(Saved entries)
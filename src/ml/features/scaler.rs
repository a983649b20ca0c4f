use crate::error::{FeaturePipelineError, Result};
use crate::table::FeatureTable;
use crate::utils::stats;
use serde::{Deserialize, Serialize};
use std::collections::HashMap;
use std::str::FromStr;

/// Per-column rescaling transforms
#[derive(Debug, Clone, Copy, PartialEq, Eq, Serialize, Deserialize)]
#[serde(rename_all = "lowercase")]
pub enum ScalerKind {
    /// (x - mean) / sample std
    Standard,
    /// (x - median) / IQR
    Robust,
    /// (x - min) / (max - min)
    MinMax,
}

impl ScalerKind {
    pub fn as_str(&self) -> &'static str {
        match self {
            Self::Standard => "standard",
            Self::Robust => "robust",
            Self::MinMax => "minmax",
        }
    }

    pub fn all() -> Vec<Self> {
        vec![Self::Standard, Self::Robust, Self::MinMax]
    }
}

impl FromStr for ScalerKind {
    type Err = FeaturePipelineError;

    fn from_str(name: &str) -> Result<Self> {
        Self::all()
            .into_iter()
            .find(|kind| kind.as_str() == name)
            .ok_or_else(|| FeaturePipelineError::UnknownTransform(name.to_string()))
    }
}

#[derive(Debug, Clone, Copy, PartialEq)]
struct ColumnScale {
    center: f64,
    /// `None` for zero-spread columns, which pass through unscaled.
    spread: Option<f64>,
}

pub struct Scaler {
    kind: ScalerKind,
}

impl Scaler {
    pub fn new(kind: ScalerKind) -> Self {
        Self { kind }
    }

    pub fn from_name(name: &str) -> Result<Self> {
        Ok(Self::new(name.parse()?))
    }

    pub fn kind(&self) -> ScalerKind {
        self.kind
    }

    /// Compute per-column statistics from `table`.
    pub fn fit(&self, table: &FeatureTable) -> Result<FittedScaler> {
        let mut columns = Vec::with_capacity(table.width());

        for (name, values) in table.columns()? {
            let (center, spread) = match self.kind {
                ScalerKind::Standard => (stats::mean(&values), stats::sample_std(&values)),
                ScalerKind::Robust => (
                    stats::quantile(&values, 0.5),
                    stats::quantile(&values, 0.75) - stats::quantile(&values, 0.25),
                ),
                ScalerKind::MinMax => {
                    let min = stats::min(&values);
                    (min, stats::max(&values) - min)
                }
            };

            let spread = if spread == 0.0 || !spread.is_finite() {
                log::warn!(
                    "Column '{}' has zero spread under {} scaling, leaving it unscaled",
                    name,
                    self.kind.as_str()
                );
                None
            } else {
                Some(spread)
            };

            columns.push((name, ColumnScale { center, spread }));
        }

        Ok(FittedScaler {
            kind: self.kind,
            columns,
        })
    }
}

/// Scaling statistics captured from a fitting table
pub struct FittedScaler {
    kind: ScalerKind,
    columns: Vec<(String, ColumnScale)>,
}

impl FittedScaler {
    pub fn kind(&self) -> ScalerKind {
        self.kind
    }

    /// Columns left unscaled because their spread was zero.
    pub fn passthrough_columns(&self) -> Vec<String> {
        self.columns
            .iter()
            .filter(|(_, scale)| scale.spread.is_none())
            .map(|(name, _)| name.clone())
            .collect()
    }

    /// Rescale every column of `table` with the fitted statistics.
    pub fn transform(&self, table: &FeatureTable) -> Result<FeatureTable> {
        let params: HashMap<&str, ColumnScale> = self
            .columns
            .iter()
            .map(|(name, scale)| (name.as_str(), *scale))
            .collect();

        for (name, _) in &self.columns {
            table.require_column(name)?;
        }

        let mut scaled = Vec::with_capacity(table.width());
        for (name, values) in table.columns()? {
            let scale = params.get(name.as_str()).ok_or_else(|| {
                FeaturePipelineError::InvalidParameter(format!(
                    "Column '{}' was not present when the scaler was fitted",
                    name
                ))
            })?;

            let values = match scale.spread {
                Some(spread) => values.iter().map(|v| (v - scale.center) / spread).collect(),
                None => values,
            };
            scaled.push((name, values));
        }

        FeatureTable::from_columns(scaled)
    }
}

/// Fit and apply `transform` on the same table.
pub fn scale(table: &FeatureTable, transform: &str) -> Result<FeatureTable> {
    Scaler::from_name(transform)?.fit(table)?.transform(table)
}

#[cfg(test)]
mod tests {
    use super::*;

    fn table() -> FeatureTable {
        FeatureTable::from_columns(vec![
            ("a".to_string(), vec![1.0, 2.0, 3.0, 4.0, 10.0]),
            ("flat".to_string(), vec![7.0; 5]),
        ])
        .unwrap()
    }

    #[test]
    fn test_standard_mean_zero_variance_one() {
        let scaled = scale(&table(), "standard").unwrap();
        let a = scaled.column("a").unwrap();
        assert!(stats::mean(&a).abs() < 1e-12);
        assert!((stats::sample_std(&a) - 1.0).abs() < 1e-12);
    }

    #[test]
    fn test_zero_variance_column_copied() {
        for kind in ScalerKind::all() {
            let scaled = scale(&table(), kind.as_str()).unwrap();
            assert_eq!(scaled.column("flat").unwrap(), vec![7.0; 5]);
        }
        let fitted = Scaler::new(ScalerKind::Standard).fit(&table()).unwrap();
        assert_eq!(fitted.passthrough_columns(), vec!["flat"]);
    }

    #[test]
    fn test_standard_is_idempotent() {
        let once = scale(&table(), "standard").unwrap();
        let twice = scale(&once, "standard").unwrap();
        for (x, y) in once.column("a").unwrap().iter().zip(twice.column("a").unwrap()) {
            assert!((x - y).abs() < 1e-12);
        }
    }

    #[test]
    fn test_minmax_and_robust() {
        let minmax = scale(&table(), "minmax").unwrap().column("a").unwrap();
        assert_eq!(minmax[0], 0.0);
        assert_eq!(minmax[4], 1.0);

        // median 3, IQR 4 - 2 = 2
        let robust = scale(&table(), "robust").unwrap().column("a").unwrap();
        assert_eq!(robust, vec![-1.0, -0.5, 0.0, 0.5, 3.5]);
    }

    #[test]
    fn test_unknown_transform() {
        assert!(matches!(
            scale(&table(), "quantile"),
            Err(FeaturePipelineError::UnknownTransform(name)) if name == "quantile"
        ));
    }

    #[test]
    fn test_fit_on_prefix_transform_whole() {
        let table = table();
        let fitted = Scaler::new(ScalerKind::MinMax).fit(&table.slice_rows(0, 4)).unwrap();
        let scaled = fitted.transform(&table).unwrap().column("a").unwrap();
        // fitted range is 1..4, so the unseen 10.0 lands outside [0, 1]
        assert_eq!(scaled[3], 1.0);
        assert_eq!(scaled[4], 3.0);
    }

    #[test]
    fn test_transform_requires_fitted_columns() {
        let fitted = Scaler::new(ScalerKind::Standard).fit(&table()).unwrap();
        let narrow = table().drop_columns(&["flat".to_string()]).unwrap();
        assert!(matches!(
            fitted.transform(&narrow),
            Err(FeaturePipelineError::MissingColumn(_))
        ));
    }
}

§ Work order: Of the entries above, transcribe exactly those lines that fall between the line containing "assert!(stats::mean(&a).abs() < 1e-12);" and the line containing "let scaled = scale(&table(), kind.as_str()).unwrap();", together with those two lines.

§ Expected answer:
        assert!(stats::mean(&a).abs() < 1e-12);
        assert!((stats::sample_std(&a) - 1.0).abs() < 1e-12);
    }

    #[test]
    fn test_zero_variance_column_copied() {
        for kind in ScalerKind::all() {
            let scaled = scale(&table(), kind.as_str()).unwrap();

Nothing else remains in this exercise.